Monday, November 24, 2008

stumbling headlong after freedom


"It seemed like we, as women, have been should-ing all over ourselves." - Carrie Bradshaw, Sex and the City

"We were never intended to be the center of the universe--to be God. If you try to be God, or organize life around yourself as God, you run against the grain of the universe. The universe won't back your being God. So you are frustrated." - E. Stanley Jones, The Unshakable Kingdom and the Unchanging Person

"Who told you that you were naked?" - Genesis 3:11

The issue of value has been extremely important to me in recent months. You could pretty much say it's the Nikki Gordy 2008 theme. I went through some major transitions in my life this year--graduating college, the break-up of a serious relationship, starting an MFA program and a campus ministry internship, hearing a call from God about ministry to homeless youth. It's no small thing to go from a Whole Foods workhorse in a steady relationship and in college to a single graduate student living off two internships and having less than an iota of certainty about what the future holds. It makes you think, for sure. It makes you stop and take a look around and ask yourself just where exactly your sense of identity is coming from, and the answer may surprise you.

For me, my sense of worth was coming from a lot of sources other than Jesus. I realized that I felt like I had greater value in life when I had a full-time job, a boyfriend, money in my savings account, and size 8 jeans. It's pretty terrible, but I had to admit it. I had to come to terms with the fact that I had this very specific set of principles that, to me, defined a successful life. I accumulated them through cultural influence, family values, and my own personal goals and desires. There were all these things that I felt I should be doing, and very specific time frames in which I should have them done.

This, of course, seeps from pragmatic things like money and jobs inward to the spiritual realm (not like it isn't all connected, but you know what I mean). I start criticizing my own relationship with God, telling myself where I should be spiritually, the incomparable prayer life I should have achieved by now, the sins I should have long since overcome. I become my own worst enemy as I start chip-chip-chipping away at the covering of grace, insisting that these religious gold stars should be the measuring stick of my value as a human being instead of the unconditional love of Jesus Christ.

I'm reading Searching For God Knows What by Donald Miller right now, and in it he talks about the Genesis story in a pretty fresh way. He says that the crux of original sin was that humanity looked to something other than God to tell us who we are. We went against the grain of the universe, the entire fabric of Eden, by placing ourselves as the center of it and accepting Satan's twisted assessment of our identity: "You're inferior. You're worthless. Eat this, and you can gain worth. You can be wiser than God." When God confronts them afterward, He goes straight for the heart of the matter: "Who told you you were naked?" In other words, who told you there was something wrong with you?
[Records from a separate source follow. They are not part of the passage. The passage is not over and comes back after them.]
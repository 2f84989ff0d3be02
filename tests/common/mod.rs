use std::fs::File;
use std::io::Error;
use std::path::Path;

pub const HEADER: [&str; 7] = [
    "project",
    "payment",
    "timestamp",
    "type",
    "state",
    "reference",
    "data",
];

/// Writes `payments` complete create → execute sequences, one payment each.
pub fn generate_csv(path: &Path, payments: u64) -> Result<(), Error> {
    let file = File::create(path)?;
    let mut wtr = csv::WriterBuilder::new().from_writer(file);

    wtr.write_record(HEADER)?;

    for payment in 1..=payments {
        let id = payment.to_string();
        let reference = format!("PAY-{payment}");
        let steps = [
            ("create_payment", "", ""),
            ("create_payment_response", "created", reference.as_str()),
            ("execute_payment", "", reference.as_str()),
            ("execute_payment_response", "approved", reference.as_str()),
        ];
        for (second, (ty, state, reference)) in steps.into_iter().enumerate() {
            let timestamp = format!("2024-05-01T12:00:0{second}Z");
            wtr.write_record(["1", id.as_str(), timestamp.as_str(), ty, state, reference, ""])?;
        }
    }

    wtr.flush()?;
    Ok(())
}
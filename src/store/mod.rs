//! Key-value persistence for serialized application state.
//!
//! Blobs are `serde_json::Value`s stored under short keys. A [`SyncedStore`]
//! pairs a backend with a [`Publisher`] on the in-process [`ChangeBus`] so
//! every write and clear is announced to the other sessions.

mod bus;
mod file;
mod memory;
pub mod persist;

pub use bus::{ChangeBus, Publisher, StoreEvent, Subscription};
pub use file::FileStore;
pub use memory::MemoryStore;

use serde_json::Value;
use std::sync::Arc;

/// Prefix applied to every key by the file backend
pub const KEY_PREFIX: &str = "k2_part2_";

/// Event key announcing that every stored key was cleared
pub const ALL_KEYS: &str = "__ALL__";

#[derive(Debug, thiserror::Error)]
pub enum StoreError {
    #[error("storage I/O failed: {0}")]
    Io(#[from] std::io::Error),
    #[error("failed to encode blob: {0}")]
    Encode(#[from] serde_json::Error),
}

pub trait KeyValueStore: Send + Sync {
    fn save(&self, key: &str, blob: &Value) -> Result<(), StoreError>;

    /// Missing and malformed blobs both read as `None`.
    fn load(&self, key: &str) -> Result<Option<Value>, StoreError>;

    fn clear(&self, key: &str) -> Result<(), StoreError>;

    fn clear_all(&self) -> Result<(), StoreError>;
}

/// A backend whose writes are broadcast on the change bus
#[derive(Clone)]
pub struct SyncedStore {
    backend: Arc<dyn KeyValueStore>,
    publisher: Publisher,
}

impl SyncedStore {
    pub fn new(backend: Arc<dyn KeyValueStore>, publisher: Publisher) -> Self {
        SyncedStore { backend, publisher }
    }

    pub fn save(&self, key: &str, blob: Value) -> Result<(), StoreError> {
        self.backend.save(key, &blob)?;
        self.publisher.publish(StoreEvent {
            key: key.to_string(),
            blob: Some(blob),
        });
        Ok(())
    }

    pub fn load(&self, key: &str) -> Result<Option<Value>, StoreError> {
        self.backend.load(key)
    }

    pub fn clear(&self, key: &str) -> Result<(), StoreError> {
        self.backend.clear(key)?;
        self.publisher.publish(StoreEvent {
            key: key.to_string(),
            blob: None,
        });
        Ok(())
    }

    pub fn clear_all(&self) -> Result<(), StoreError> {
        self.backend.clear_all()?;
        self.publisher.publish(StoreEvent {
            key: ALL_KEYS.to_string(),
            blob: None,
        });
        Ok(())
    }
}
use super::{KeyValueStore, StoreError, KEY_PREFIX};
use serde_json::Value;
use std::fs;
use std::io::{self, Write};
use std::path::PathBuf;

/// One JSON file per key in a data directory
#[derive(Debug, Clone)]
pub struct FileStore {
    dir: PathBuf,
}

impl FileStore {
    pub fn new(dir: impl Into<PathBuf>) -> Self {
        FileStore { dir: dir.into() }
    }

    pub fn path_for(&self, key: &str) -> PathBuf {
        self.dir.join(format!("{}{}.json", KEY_PREFIX, key))
    }
}

impl KeyValueStore for FileStore {
    fn save(&self, key: &str, blob: &Value) -> Result<(), StoreError> {
        fs::create_dir_all(&self.dir)?;
        let path = self.path_for(key);
        let tmp = path.with_extension("json.tmp");
        {
            let mut file = fs::File::create(&tmp)?;
            serde_json::to_writer(&mut file, blob)?;
            file.flush()?;
        }
        fs::rename(&tmp, &path)?;
        log::debug!("saved {} to {}", key, path.display());
        Ok(())
    }

    fn load(&self, key: &str) -> Result<Option<Value>, StoreError> {
        let path = self.path_for(key);
        let text = match fs::read_to_string(&path) {
            Ok(text) => text,
            Err(e) if e.kind() == io::ErrorKind::NotFound => return Ok(None),
            Err(e) => return Err(e.into()),
        };
        match serde_json::from_str(&text) {
            Ok(blob) => Ok(Some(blob)),
            Err(e) => {
                log::error!("ignoring malformed {}: {}", path.display(), e);
                Ok(None)
            }
        }
    }

    fn clear(&self, key: &str) -> Result<(), StoreError> {
        match fs::remove_file(self.path_for(key)) {
            Ok(()) => Ok(()),
            Err(e) if e.kind() == io::ErrorKind::NotFound => Ok(()),
            Err(e) => Err(e.into()),
        }
    }

    fn clear_all(&self) -> Result<(), StoreError> {
        let entries = match fs::read_dir(&self.dir) {
            Ok(entries) => entries,
            Err(e) if e.kind() == io::ErrorKind::NotFound => return Ok(()),
            Err(e) => return Err(e.into()),
        };
        for entry in entries {
            let entry = entry?;
            let name = entry.file_name();
            let name = name.to_string_lossy();
            // includes temp files left by an interrupted save
            let ours = name.ends_with(".json") || name.ends_with(".json.tmp");
            if name.starts_with(KEY_PREFIX) && ours {
                fs::remove_file(entry.path())?;
            }
        }
        log::info!("cleared stored keys in {}", self.dir.display());
        Ok(())
    }
}

#[cfg(test)]
mod tests {
    use super::*;
    use serde_json::json;

    #[test]
    fn save_load_clear() {
        let dir = tempfile::tempdir().unwrap();
        let store = FileStore::new(dir.path().join("data"));
        assert_eq!(store.load("app_state").unwrap(), None);

        store.save("app_state", &json!({ "a": [1, 2] })).unwrap();
        assert!(dir.path().join("data/k2_part2_app_state.json").exists());
        assert_eq!(store.load("app_state").unwrap(), Some(json!({ "a": [1, 2] })));

        store.clear("app_state").unwrap();
        store.clear("app_state").unwrap();
        assert_eq!(store.load("app_state").unwrap(), None);
    }

    #[test]
    fn malformed_file_reads_as_absent() {
        let dir = tempfile::tempdir().unwrap();
        let store = FileStore::new(dir.path());
        fs::write(store.path_for("app_state"), "{ not json").unwrap();
        assert_eq!(store.load("app_state").unwrap(), None);
    }

    #[test]
    fn clear_all_only_removes_prefixed_files() {
        let dir = tempfile::tempdir().unwrap();
        let store = FileStore::new(dir.path());
        store.save("app_state", &json!(1)).unwrap();
        store.save("countries_cache", &json!(2)).unwrap();
        fs::write(dir.path().join("notes.json"), "{}").unwrap();

        store.clear_all().unwrap();
        assert_eq!(store.load("app_state").unwrap(), None);
        assert_eq!(store.load("countries_cache").unwrap(), None);
        assert!(dir.path().join("notes.json").exists());
    }

    #[test]
    fn clear_all_removes_leftover_temp_files() {
        let dir = tempfile::tempdir().unwrap();
        let store = FileStore::new(dir.path());
        let leftover = dir.path().join("k2_part2_app_state.json.tmp");
        fs::write(&leftover, "{ partial").unwrap();
        fs::write(dir.path().join("other.json.tmp"), "{}").unwrap();

        store.clear_all().unwrap();
        assert!(!leftover.exists());
        assert!(dir.path().join("other.json.tmp").exists());
    }
}
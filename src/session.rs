//! One execution context over the shared store.
//!
//! A session loads the stored state once, schedules a debounced save after
//! every update, and replaces its state wholesale when another session
//! announces a new `app_state` blob.

use crate::core::AppState;
use crate::store::persist::{self, DebouncedWriter, APP_STATE_KEY};
use crate::store::{ChangeBus, KeyValueStore, StoreError, Subscription, SyncedStore};
use std::sync::Arc;
use std::time::Duration;

pub struct Session {
    state: AppState,
    store: SyncedStore,
    inbox: Subscription,
    writer: DebouncedWriter,
    restored: bool,
}

impl Session {
    pub fn open(backend: Arc<dyn KeyValueStore>, bus: &ChangeBus, debounce: Duration) -> Self {
        let (publisher, inbox) = bus.join();
        let store = SyncedStore::new(backend, publisher);
        let loaded = persist::load_state(&store);
        let restored = loaded.is_some();
        if !restored {
            log::info!("no stored state, starting empty");
        }
        let writer = DebouncedWriter::spawn(store.clone(), APP_STATE_KEY, debounce);
        Session {
            state: loaded.unwrap_or_default(),
            store,
            inbox,
            writer,
            restored,
        }
    }

    pub fn state(&self) -> &AppState {
        &self.state
    }

    /// Whether state was found in the store at startup
    pub fn restored(&self) -> bool {
        self.restored
    }

    pub fn store(&self) -> &SyncedStore {
        &self.store
    }

    /// Mutate the state and schedule a save.
    pub fn update<T>(&mut self, f: impl FnOnce(&mut AppState) -> T) -> T {
        let out = f(&mut self.state);
        match serde_json::to_value(&self.state) {
            Ok(blob) => self.writer.schedule(blob),
            Err(e) => log::error!("failed to encode state: {}", e),
        }
        out
    }

    /// Apply broadcasts from other sessions. Returns true if the state was
    /// replaced.
    pub fn sync(&mut self) -> bool {
        let mut replaced = false;
        for event in self.inbox.drain() {
            if event.key != APP_STATE_KEY {
                continue;
            }
            let Some(blob) = event.blob else {
                continue;
            };
            if let Some(state) = persist::state_from_blob(&blob) {
                self.state.replace(state);
                replaced = true;
            }
        }
        if replaced {
            log::debug!("state replaced from broadcast");
        }
        replaced
    }

    pub fn flush(&self) {
        self.writer.flush();
    }

    /// Forget everything: pending saves are written first so the clear wins.
    pub fn reset(&mut self) -> Result<(), StoreError> {
        self.writer.flush();
        self.state = AppState::default();
        self.store.clear_all()
    }
}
I feel like I could spend a lifetime "improving" myself and still come up unfinished and unsatisfied. I don't want to fall into the trap of "shoulding" all over myself, of buying into the world's standards for what makes a successful career, a pretty girl, a good Christian. It's exhausting, and it's a wild goose chase that doesn't have a happy ending.

Instead of heaping hate and condemnation onto my own head, I'm going to accept God's invitation to a life of freedom--one where the sole rule, benchmark, and standard is this: Follow me.

1 comments:

Zechariah said...

several things:

#1, I love the title you've given me under the Mooses column (Zech Certainly Don't Play)

#2, I love E. Stanley Jones. That book and The Divine Yes -- his last two works -- have to be his best, and are two of the most important theological books I know of.

#3, "I become my own worst enemy as I start chip-chip-chipping away at the covering of grace, insisting that these religious gold stars should be the measuring stick of my value as a human being instead of the unconditional love of Jesus Christ."

It wasn't until this year that i came to the revelation that I am not a Man of God because I am holy, but because I truly want to be a Man of God, including everything that entails, even what it requires me to give up. The same is the true for any Man or Woman of God.

Ron Barnard said it best at Breakaway two years ago: "If you really want to be in God's Will, you already are."